# Average Deviation, Standard Deviation, and Variance in Signal Processing

## This article discusses three descriptive statistical measures from the perspective of signal-processing applications.

In the previous article on descriptive statistics for electrical engineers, we saw that both the mean and the median can convey the central tendency of a data set. Despite the fact that medians are less sensitive to outliers, means are used more frequently in electronics and digital signal processing. The arithmetic mean is, in fact, an essential statistical technique in electrical engineering.

However, we often need more than a mean to adequately describe or understand a data set.

When we report only the central tendency, we’re not considering an important aspect of the data—namely, the way in which values *deviate* from the central tendency.

### Deviating from the Mean

Let’s imagine that we have digitized two analog input signals. If we convert the digital codes back into units of volts and plot the discrete-time waveforms, they look like this:

We can make a pretty good guess at the means just by looking at the plot: the central tendency of the blue signal is 1.2 V, and for the red signal it’s 0.8 V. But if we report nothing more than the means, we’ll give the impression that the only important difference between these two signals is the 0.4 V difference in the average value (or we might call it the DC level, or the DC offset). Clearly, there is more to the story.

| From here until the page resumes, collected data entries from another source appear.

//! Assembles the report header from the three configured key lists.
//!
//! Sections appear in fixed order (Environment, Package version,
//! Inspections); a section is omitted when its key list is empty.
//! Environment and version lines are sorted lexicographically; inspection
//! lines keep configuration order. Every line is `    name: value`.

use crate::env::echo_env;
use crate::registry::ModuleRegistry;
use crate::version::{echo_version, PackageIndex};

/// The fixed line emitted when nothing at all was requested.
pub const NOTHING_TO_ECHO: &str = "echotest: nothing to echo";

/// The three ordered key lists the config binder produces.
#[derive(Debug, Clone, Default)]
pub struct EchoConfig {
    pub envs: Vec<String>,
    pub versions: Vec<String>,
    pub attributes: Vec<String>,
}

impl EchoConfig {
    pub fn is_empty(&self) -> bool {
        self.envs.is_empty() && self.versions.is_empty() && self.attributes.is_empty()
    }
}

/// Builds the full header text. Never fails: every lookup error is already a
/// substitute value by the time it reaches a line.
pub fn build_header(
    config: &EchoConfig,
    index: &PackageIndex,
    registry: &mut ModuleRegistry,
) -> String {
    let mut sections = Vec::new();

    if !config.envs.is_empty() {
        let mut data: Vec<(String, String)> =
            config.envs.iter().flat_map(|k| echo_env(k)).collect();
        data.sort();
        sections.push(section("Environment:", &data));
    }

    if !config.versions.is_empty() {
        let mut data: Vec<(String, String)> = config
            .versions
            .iter()
            .flat_map(|k| echo_version(k, index, registry))
            .collect();
        data.sort();
        sections.push(section("Package version:", &data));
    }

    if !config.attributes.is_empty() {
        let data: Vec<(String, String)> = config
            .attributes
            .iter()
            .map(|k| (k.clone(), registry.resolve_attribute(k)))
            .collect();
        sections.push(section("Inspections:", &data));
    }

    if sections.is_empty() {
        return NOTHING_TO_ECHO.to_string();
    }
    sections.join("\n")
}

fn section(title: &str, pairs: &[(String, String)]) -> String {
    let mut lines = vec![title.to_string()];
    lines.extend(pairs.iter().map(|(k, v)| format!("    {}: {}", k, v)));
    lines.join("\n")
}
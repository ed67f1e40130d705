//! The echotest Command-Line Interface.
//!
//! This module is the entry point for the binary and orchestrates the core
//! library functions: bind config, discover the package index, build the
//! default module registry, assemble the header, print it.

use clap::Parser;

use crate::cli::args::EchoArgs;
use crate::registry::build_default_registry;
use crate::report;
use crate::version::PackageIndex;

pub mod args;
pub mod config;
pub mod output;

/// The main entry point for the CLI.
pub fn run() -> miette::Result<()> {
    let args = EchoArgs::parse();
    let echo = config::bind(&args)?;

    // The index is only read when a version was actually requested.
    let index = if echo.versions.is_empty() {
        PackageIndex::default()
    } else {
        let cwd = std::env::current_dir().unwrap_or_else(|_| ".".into());
        PackageIndex::discover(&cwd)?
    };
    let mut registry = build_default_registry();

    let header = report::build_header(&echo, &index, &mut registry);
    output::print_header(&header);
    Ok(())
}
//! Defines the command-line arguments for the echotest CLI.
//!
//! This module uses the `clap` crate with its "derive" feature to create a
//! declarative and type-safe argument parsing structure. All three echo
//! flags are repeatable and append to their list.

use clap::Parser;
use std::path::PathBuf;

/// The main CLI argument structure.
#[derive(Debug, Parser)]
#[command(
    name = "echotest",
    version,
    about = "Echo environment variables, package versions, and inspected attributes into a test run's report header."
)]
pub struct EchoArgs {
    /// Environment variable name or glob to print.
    #[arg(long = "echo-env", value_name = "NAME")]
    pub echo_envs: Vec<String>,

    /// Package name or glob whose version to print.
    #[arg(long = "echo-version", value_name = "PACKAGE")]
    pub echo_versions: Vec<String>,

    /// Dotted attribute path to print (full path).
    #[arg(long = "echo-attr", value_name = "PATH")]
    pub echo_attributes: Vec<String>,

    /// Config file to merge before the flags (defaults to ./echotest.toml
    /// when present).
    #[arg(long, value_name = "FILE")]
    pub config: Option<PathBuf>,
}
//! Logging initialization for the logvane binaries.
//!
//! Configures `tracing-subscriber` from the `[general]` section of
//! `LogvaneConfig`. `RUST_LOG` wins over the configured level.

use anyhow::Result;
use tracing_subscriber::EnvFilter;
use tracing_subscriber::layer::SubscriberExt;
use tracing_subscriber::util::SubscriberInitExt;

use logvane_core::config::GeneralConfig;

/// Initialize the global tracing subscriber.
///
/// Must be called once, before the service starts.
///
/// # Formats
///
/// * `"json"` - JSON lines (default)
/// * `"pretty"` - human-readable output for local runs
pub fn init_tracing(config: &GeneralConfig) -> Result<()> {
    let env_filter =
        EnvFilter::try_from_default_env().unwrap_or_else(|_| EnvFilter::new(&config.log_level));

    match config.log_format.as_str() {
        "json" => tracing_subscriber::registry()
            .with(env_filter)
            .with(tracing_subscriber::fmt::layer().json())
            .try_init()
            .map_err(|e| anyhow::anyhow!("failed to initialize JSON tracing subscriber: {}", e)),
        "pretty" => tracing_subscriber::registry()
            .with(env_filter)
            .with(tracing_subscriber::fmt::layer().pretty())
            .try_init()
            .map_err(|e| anyhow::anyhow!("failed to initialize pretty tracing subscriber: {}", e)),
        other => Err(anyhow::anyhow!(
            "unknown log format '{}', expected 'json' or 'pretty'",
            other
        )),
    }
}
//! # logvane-log-pipeline
//!
//! 원시 로그 라인을 구조화/보강된 문서로 바꿔 시간 버킷 인덱스에 기록하는 파이프라인입니다.
//!
//! # 모듈 구성
//!
//! - [`collector`]: 원시 라인 수집 (UDP syslog, 로테이션 파일 테일링)
//! - [`parser`]: syslog 이중 문법, W3C 고정 컬럼 파서
//! - [`enrich`]: GeoIP 조회, User-Agent 평탄화
//! - [`checkpoint`]: 저장소 기반 테일링 재개 위치 추론
//! - [`schema`]: 인덱스 템플릿 프로비저닝 및 추론
//! - [`router`]: 시간 버킷 인덱스 라우팅, 단건/벌크 쓰기
//! - [`store`]: `DocumentStore` 구현체 (HTTP, 인메모리)
//! - [`pipeline`]: UDP 서비스와 테일 잡 오케스트레이션
//! - [`config`]: 파이프라인 설정 (core 설정에서 파생)
//! - [`error`]: 도메인 에러 타입
//!
//! # 아키텍처
//!
//! ```text
//! SyslogUdpCollector -> LineGrammar -> GeoEnricher -> IndexRouter::write
//! FileTailer -> W3cParser -> GeoEnricher + UserAgentFlattener -> IndexRouter::write_batch
//!      ^
//!  CheckpointResolver (저장소의 최신 레코드)
//! ```

pub mod checkpoint;
pub mod config;
pub mod error;
pub mod pipeline;
pub mod router;
pub mod schema;

pub mod collector;
pub mod enrich;
pub mod parser;
pub mod store;

// --- 주요 타입 re-export ---

// 서비스
pub use pipeline::{IngestContext, LineOutcome, SyslogService, TailJob, TailReport};

// 설정
pub use config::{SyslogServiceConfig, TailJobConfig, TailJobConfigBuilder};

// 에러
pub use error::LogPipelineError;

// 파서
pub use parser::{GrammarMatch, LineGrammar, LocalZone, W3cParser};

// 보강
pub use enrich::{GeoEnricher, GeoLookup, MaxMindLookup, UserAgentFlattener};

// 체크포인트, 스키마, 라우팅
pub use checkpoint::CheckpointResolver;
pub use router::IndexRouter;
pub use schema::SchemaProvisioner;

// 수집기
pub use collector::{FileTailer, RawLine, SyslogUdpCollector};

// 저장소
pub use store::{ElasticsearchStore, MemoryStore};
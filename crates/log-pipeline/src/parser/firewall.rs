//! 커널 방화벽 syslog 문법 (문법 A)
//!
//! # 형식
//! ```text
//! <4>Mon D HH:MM:SS kernel: ACTION KEY=VALUE KEY= BARE ...
//! ```
//!
//! - 우선순위는 `<4>` (kern.warning) 고정
//! - 값 없는 토큰(`SYN`)은 `SYN=Y`, `KEY=`는 빈 값
//! - 허용 목록에 있는 키만 필드가 되고, 나머지 토큰은 `FLAGS`에 원문 그대로 이어 붙입니다.

use logvane_core::types::{ParsedRecord, RecordKind};
use regex::Regex;

use super::{LocalZone, parse_bsd_timestamp};
use crate::error::LogPipelineError;

/// 필드로 승격되는 옵션 키 목록
pub const ALLOWED_KEYS: &[&str] = &[
    "IN", "OUT", "PHYSIN", "PHYSOUT", "MAC", "SRC", "DST", "LEN", "TOS", "PREC", "TTL", "ID",
    "DF", "PROTO", "SPT", "DPT", "WINDOW", "RES", "SYN", "ACK", "FIN", "RST", "PSH", "URG",
    "URGP", "TYPE", "CODE", "SEQ", "MTU", "MARK",
];

/// 허용 목록 밖 토큰이 모이는 필드
pub const FLAGS_FIELD: &str = "FLAGS";

/// 동작 토큰 필드
pub const ACTION_FIELD: &str = "ACTION";

const PATTERN: &str =
    r"^<4>(?P<dt>\w+\s+\d+\s+\d+:\d+:\d+)\s+kernel:\s+(?P<action>[A-Z]+)\s+(?P<opts>.*)";

/// 커널 방화벽 문법
#[derive(Debug, Clone)]
pub struct FirewallGrammar {
    pattern: Regex,
}

impl FirewallGrammar {
    /// 문법을 컴파일합니다.
    pub fn new() -> Result<Self, LogPipelineError> {
        Ok(Self {
            pattern: Regex::new(PATTERN)?,
        })
    }

    /// 라인을 파싱합니다. 문법에 맞지 않거나 시각이 잘못되면 `None`.
    pub fn parse(&self, line: &str, year: i32, zone: &LocalZone) -> Option<ParsedRecord> {
        let caps = self.pattern.captures(line)?;
        let timestamp = parse_bsd_timestamp(&caps["dt"], year, zone)?;

        let mut record = ParsedRecord::new(RecordKind::KernelFirewall, timestamp);
        record.insert(ACTION_FIELD, &caps["action"]);

        let mut overflow: Vec<&str> = Vec::new();
        for token in caps["opts"].split_whitespace() {
            let (key, value) = token.split_once('=').unwrap_or((token, "Y"));
            if ALLOWED_KEYS.contains(&key) {
                record.insert(key, value);
            } else {
                overflow.push(token);
            }
        }
        if !overflow.is_empty() {
            record.insert(FLAGS_FIELD, overflow.join(" "));
        }

        Some(record)
    }

    /// 레코드를 문법 A 라인으로 다시 직렬화합니다.
    ///
    /// 방화벽 레코드가 아니거나 동작 토큰이 없으면 `None`.
    pub fn render(record: &ParsedRecord) -> Option<String> {
        if record.kind() != RecordKind::KernelFirewall {
            return None;
        }
        let action = record.get_text(ACTION_FIELD)?;

        let mut line = format!(
            "<4>{} kernel: {action}",
            record.timestamp().format("%b %e %H:%M:%S")
        );
        for key in ALLOWED_KEYS {
            if let Some(value) = record.get(key) {
                line.push(' ');
                line.push_str(key);
                line.push('=');
                line.push_str(&value.to_string());
            }
        }
        if let Some(flags) = record.get_text(FLAGS_FIELD) {
            line.push(' ');
            line.push_str(flags);
        }
        Some(line)
    }
}
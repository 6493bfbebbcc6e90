//! `logvane-syslogd`: long-running UDP syslog ingestion service.

use anyhow::{Context, Result};
use tokio_util::sync::CancellationToken;

use logvane_core::config::LogvaneConfig;
use logvane_daemon::bootstrap;
use logvane_daemon::cli::DaemonCli;
use logvane_daemon::logging::init_tracing;
use logvane_log_pipeline::{SyslogService, SyslogServiceConfig};

#[tokio::main]
async fn main() -> Result<()> {
    let cli = DaemonCli::parse_as("logvane-syslogd");
    let config = cli.load_config().await?;
    init_tracing(&config.general)?;
    bootstrap::install_metrics(&config)?;

    if let Err(e) = run(&cli, &config).await {
        tracing::error!(error = %format!("{e:#}"), "logvane-syslogd failed");
        return Err(e);
    }
    Ok(())
}

async fn run(cli: &DaemonCli, config: &LogvaneConfig) -> Result<()> {
    tracing::info!("logvane-syslogd starting");

    let ctx = bootstrap::build_context(config).await?;
    let service = SyslogService::new(ctx, SyslogServiceConfig::from_core(config))
        .context("failed to build syslog service")?;

    if cli.initialize_template() {
        service
            .initialize_templates()
            .await
            .context("failed to provision index templates")?;
        tracing::info!("index templates initialized");
        return Ok(());
    }

    let mut collector = service
        .bind()
        .await
        .context("failed to bind syslog listener")?;

    let cancel = CancellationToken::new();
    let shutdown = cancel.clone();
    tokio::spawn(async move {
        bootstrap::shutdown_signal().await;
        shutdown.cancel();
    });

    service.serve(&mut collector, cancel).await;
    tracing::info!("logvane-syslogd shut down");
    Ok(())
}
//! 문서 저장소 trait: 외부 협력자와의 좁은 인터페이스
//!
//! 파이프라인은 저장소의 템플릿 API, 단건/벌크 쓰기, 체크포인트용 검색만 사용합니다.
//! 구현체는 `logvane-log-pipeline`의 HTTP 클라이언트와 인메모리 저장소가 있습니다.
//!
//! # 사용 예시
//! ```ignore
//! use logvane_core::store::{DocumentStore, IndexRequest};
//!
//! let req = IndexRequest::new("routerlog-2024.01", "routerlog", doc);
//! store.index(&req).await?;
//! ```

use std::future::Future;

use serde::{Deserialize, Serialize};

use crate::error::StoreError;

/// 템플릿 삭제 결과
///
/// 존재하지 않는 템플릿 삭제도 실패가 아니라 `NotFound` 결과로 돌려줍니다.
#[derive(Debug, Clone, Copy, PartialEq, Eq)]
pub enum TemplateDeletion {
    /// 기존 템플릿을 삭제함
    Deleted,
    /// 삭제할 템플릿이 없었음
    NotFound,
}

/// 단일 문서 쓰기 요청
#[derive(Debug, Clone, PartialEq)]
pub struct IndexRequest {
    /// 대상 인덱스 (예: `routerlog-2024.01`)
    pub index: String,
    /// 문서 타입 (인덱스 접두어와 같음)
    pub document_type: String,
    /// 결정적 문서 ID (없으면 저장소가 생성)
    pub id: Option<String>,
    /// 문서 본문
    pub body: serde_json::Value,
}

impl IndexRequest {
    /// 새 요청을 생성합니다.
    pub fn new(
        index: impl Into<String>,
        document_type: impl Into<String>,
        body: serde_json::Value,
    ) -> Self {
        Self {
            index: index.into(),
            document_type: document_type.into(),
            id: None,
            body,
        }
    }

    /// 문서 ID를 지정합니다.
    pub fn with_id(mut self, id: impl Into<String>) -> Self {
        self.id = Some(id.into());
        self
    }
}

/// 벌크 쓰기 결과 요약
#[derive(Debug, Clone, Default, PartialEq, Eq, Serialize)]
pub struct BulkSummary {
    /// 성공한 문서 수
    pub succeeded: usize,
    /// 실패한 문서 수
    pub failed: usize,
    /// 실패 사유 (최대 몇 건만 보관)
    pub errors: Vec<String>,
}

impl BulkSummary {
    /// 보관할 실패 사유의 최대 개수
    pub const MAX_ERRORS: usize = 10;

    /// 다른 요약을 합칩니다.
    pub fn merge(&mut self, other: BulkSummary) {
        self.succeeded += other.succeeded;
        self.failed += other.failed;
        let room = Self::MAX_ERRORS.saturating_sub(self.errors.len());
        self.errors.extend(other.errors.into_iter().take(room));
    }

    /// 실패 사유를 기록합니다.
    pub fn record_failure(&mut self, reason: impl Into<String>) {
        self.failed += 1;
        if self.errors.len() < Self::MAX_ERRORS {
            self.errors.push(reason.into());
        }
    }

    /// 처리된 총 문서 수
    pub fn total(&self) -> usize {
        self.succeeded + self.failed
    }
}

/// 정렬 방향
#[derive(Debug, Clone, Copy, PartialEq, Eq, Serialize, Deserialize)]
#[serde(rename_all = "lowercase")]
pub enum SortOrder {
    /// 오름차순
    Asc,
    /// 내림차순
    Desc,
}

/// 검색 요청
///
/// 체크포인트 조회에만 쓰이므로 전체 일치 질의 + 정렬 + 크기 제한만 표현합니다.
#[derive(Debug, Clone, PartialEq)]
pub struct SearchRequest {
    /// 검색 대상 인덱스 패턴
    pub index: String,
    /// 반환할 `_source` 필드 (비어 있으면 전체)
    pub source_fields: Vec<String>,
    /// 정렬 키 목록 (앞쪽이 우선)
    pub sort: Vec<(String, SortOrder)>,
    /// 최대 반환 개수
    pub size: usize,
}

/// 문서 저장소 trait
///
/// 모든 메서드는 저장소 클라이언트 자체의 타임아웃 외에 재시도/취소를 하지 않습니다.
pub trait DocumentStore: Send + Sync {
    /// 저장소에 연결 가능한지 확인합니다.
    fn ping(&self) -> impl Future<Output = Result<(), StoreError>> + Send;

    /// 인덱스 템플릿을 삭제합니다. 없으면 `NotFound`를 반환합니다.
    fn delete_template(
        &self,
        name: &str,
    ) -> impl Future<Output = Result<TemplateDeletion, StoreError>> + Send;

    /// 인덱스 패턴에 매핑을 묶는 템플릿을 생성합니다.
    fn put_template(
        &self,
        name: &str,
        index_pattern: &str,
        mapping: &serde_json::Value,
    ) -> impl Future<Output = Result<(), StoreError>> + Send;

    /// 문서 한 건을 동기적으로 기록합니다.
    fn index(&self, request: &IndexRequest) -> impl Future<Output = Result<(), StoreError>> + Send;

    /// 여러 문서를 한 번에 기록합니다.
    ///
    /// 개별 문서 실패는 에러가 아니라 요약에 집계됩니다.
    fn bulk_index(
        &self,
        requests: &[IndexRequest],
    ) -> impl Future<Output = Result<BulkSummary, StoreError>> + Send;

    /// 검색하여 일치한 문서의 `_source`를 순서대로 반환합니다.
    fn search(
        &self,
        request: &SearchRequest,
    ) -> impl Future<Output = Result<Vec<serde_json::Value>, StoreError>> + Send;

    /// 인덱스 패턴을 새로 고쳐 방금 쓴 문서를 검색 가능하게 합니다.
    fn refresh(&self, index_pattern: &str) -> impl Future<Output = Result<(), StoreError>> + Send;
}
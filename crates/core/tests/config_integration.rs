//! logvane.toml 통합 설정 테스트
//!
//! - logvane.toml.example 파싱 테스트
//! - 부분 설정 (일부 섹션만) 로딩 테스트
//! - 환경변수 우선순위 테스트
//! - 빈 파일 / 잘못된 형식 에러 테스트

use logvane_core::config::{DEFAULT_W3C_COLUMNS, LogvaneConfig};
use logvane_core::error::{ConfigError, LogvaneError};

// =============================================================================
// logvane.toml.example 파싱 테스트
// =============================================================================

#[test]
fn example_config_parses_successfully() {
    let content = include_str!("../../../logvane.toml.example");
    let config = LogvaneConfig::parse(content).expect("example config should parse");

    assert_eq!(config.general.log_level, "info");
    assert_eq!(config.general.log_format, "json");
}

#[test]
fn example_config_passes_validation() {
    let content = include_str!("../../../logvane.toml.example");
    let config = LogvaneConfig::parse(content).expect("should parse");
    config
        .validate()
        .expect("example config should pass validation");
}

#[test]
fn example_config_matches_defaults() {
    let content = include_str!("../../../logvane.toml.example");
    let config = LogvaneConfig::parse(content).expect("should parse");
    let defaults = LogvaneConfig::default();

    assert_eq!(config.store.url, defaults.store.url);
    assert_eq!(config.store.timeout_secs, defaults.store.timeout_secs);
    assert_eq!(config.store.bulk_chunk_size, defaults.store.bulk_chunk_size);
    assert_eq!(config.geoip.asn_db, defaults.geoip.asn_db);
    assert_eq!(config.syslog.bind, defaults.syslog.bind);
    assert_eq!(
        config.syslog.syslog_document_type,
        defaults.syslog.syslog_document_type
    );
    assert_eq!(config.tail.columns, DEFAULT_W3C_COLUMNS);
    assert_eq!(config.metrics.port, defaults.metrics.port);
}

// =============================================================================
// 부분 설정 테스트
// =============================================================================

#[test]
fn store_only_config_keeps_other_defaults() {
    let toml = r#"
[store]
url = "https://es.example.net:9243"
username = "ingest"
password = "secret"
include_type_name = true
"#;
    let config = LogvaneConfig::parse(toml).expect("should parse");
    assert_eq!(config.store.url, "https://es.example.net:9243");
    assert_eq!(config.store.username, "ingest");
    assert!(config.store.include_type_name);
    assert_eq!(config.syslog.firewall_document_type, "routerlog");
    assert!(config.geoip.enabled);
    config.validate().expect("should validate");
}

#[test]
fn custom_tail_columns_parse() {
    let toml = r#"
[tail]
log_dir = "/data/logs"
columns = "date time c-ip cs-method sc-status"
"#;
    let config = LogvaneConfig::parse(toml).expect("should parse");
    assert_eq!(config.tail.columns.split_whitespace().count(), 5);
    config.validate().expect("should validate");
}

// =============================================================================
// 에러 테스트
// =============================================================================

#[test]
fn wrong_type_returns_parse_error() {
    let toml = r#"
[store]
timeout_secs = "forever"
"#;
    let err = LogvaneConfig::parse(toml).unwrap_err();
    assert!(matches!(
        err,
        LogvaneError::Config(ConfigError::ParseFailed { .. })
    ));
}

#[test]
fn zero_sample_size_fails_validation() {
    let toml = r#"
[tail]
sample_size = 0
"#;
    let config = LogvaneConfig::parse(toml).expect("should parse");
    let err = config.validate().unwrap_err();
    assert!(err.to_string().contains("sample_size"));
}

#[tokio::test]
async fn load_reads_file_from_disk() {
    let dir = std::env::temp_dir().join(format!("logvane-config-{}", std::process::id()));
    std::fs::create_dir_all(&dir).unwrap();
    let path = dir.join("logvane.toml");
    std::fs::write(&path, "[general]\nlog_level = \"debug\"\n").unwrap();

    let config = LogvaneConfig::from_file(&path).await.expect("should load");
    assert_eq!(config.general.log_level, "debug");

    std::fs::remove_dir_all(&dir).unwrap();
}

// =============================================================================
// 환경변수 우선순위 테스트
// =============================================================================

#[test]
#[serial_test::serial]
fn env_override_takes_precedence_over_toml() {
    let toml = r#"
[general]
log_level = "info"
"#;

    let original = std::env::var("LOGVANE_GENERAL_LOG_LEVEL").ok();
    // SAFETY: serial_test로 직렬화되어 환경변수 조작이 안전합니다.
    unsafe {
        std::env::set_var("LOGVANE_GENERAL_LOG_LEVEL", "error");
    }

    let mut config = LogvaneConfig::parse(toml).expect("should parse");
    config.apply_env_overrides();
    let result = config.general.log_level.clone();

    // SAFETY: 테스트 정리
    unsafe {
        match original {
            Some(val) => std::env::set_var("LOGVANE_GENERAL_LOG_LEVEL", val),
            None => std::env::remove_var("LOGVANE_GENERAL_LOG_LEVEL"),
        }
    }

    assert_eq!(result, "error");
}

#[test]
#[serial_test::serial]
fn env_override_parses_numeric_and_bool_fields() {
    let original_chunk = std::env::var("LOGVANE_STORE_BULK_CHUNK_SIZE").ok();
    let original_geo = std::env::var("LOGVANE_GEOIP_ENABLED").ok();
    // SAFETY: serial_test로 직렬화되어 환경변수 조작이 안전합니다.
    unsafe {
        std::env::set_var("LOGVANE_STORE_BULK_CHUNK_SIZE", "250");
        std::env::set_var("LOGVANE_GEOIP_ENABLED", "false");
    }

    let mut config = LogvaneConfig::default();
    config.apply_env_overrides();
    let chunk = config.store.bulk_chunk_size;
    let geo = config.geoip.enabled;

    // SAFETY: 테스트 정리
    unsafe {
        match original_chunk {
            Some(val) => std::env::set_var("LOGVANE_STORE_BULK_CHUNK_SIZE", val),
            None => std::env::remove_var("LOGVANE_STORE_BULK_CHUNK_SIZE"),
        }
        match original_geo {
            Some(val) => std::env::set_var("LOGVANE_GEOIP_ENABLED", val),
            None => std::env::remove_var("LOGVANE_GEOIP_ENABLED"),
        }
    }

    assert_eq!(chunk, 250);
    assert!(!geo);
}

#[test]
#[serial_test::serial]
fn invalid_env_value_is_ignored() {
    let original = std::env::var("LOGVANE_STORE_TIMEOUT_SECS").ok();
    // SAFETY: serial_test로 직렬화되어 환경변수 조작이 안전합니다.
    unsafe {
        std::env::set_var("LOGVANE_STORE_TIMEOUT_SECS", "soon");
    }

    let mut config = LogvaneConfig::default();
    config.apply_env_overrides();
    let timeout = config.store.timeout_secs;

    // SAFETY: 테스트 정리
    unsafe {
        match original {
            Some(val) => std::env::set_var("LOGVANE_STORE_TIMEOUT_SECS", val),
            None => std::env::remove_var("LOGVANE_STORE_TIMEOUT_SECS"),
        }
    }

    assert_eq!(timeout, 240);
}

An electrical engineer will instinctively identify these waveforms as steady DC signals (power-supply voltages, perhaps) that include quite a bit of noise.

More importantly, we immediately recognize that the blue signal is significantly noisier than the red signal. This major difference in noise performance is lost if we consider only the mean.

By the way, why do we perceive noise in these signals? Because

- the individual values visibly deviate from the average value,
- they do so in a way that appears random, and
- the deviations are small relative to the average value.

When a statistician sees small, random deviations from the mean, an electrical engineer sees noise.

### Average Deviation

How noisy are these signals? Rather noisy? Very noisy? Let’s try to provide a more precise answer to that question. In other words, we need to *quantify the deviation* in these data sets.

My first instinct when quantifying deviation is to find the distance between each data point and the mean and then calculate the mean of all these distances. This would give you the **average deviation** (also called **mean absolute deviation**), i.e., the typical amount by which the values deviate from the central tendency. Here is the average deviation in mathematical language:

\[\text{average deviation}=\frac{1}{N}\sum_{k=0}^{N-1}|x[k]-\mu|\]

where N is the number of values in the data set, μ is the mean, and x[k] is the signal represented as a function of the discrete-time variable k.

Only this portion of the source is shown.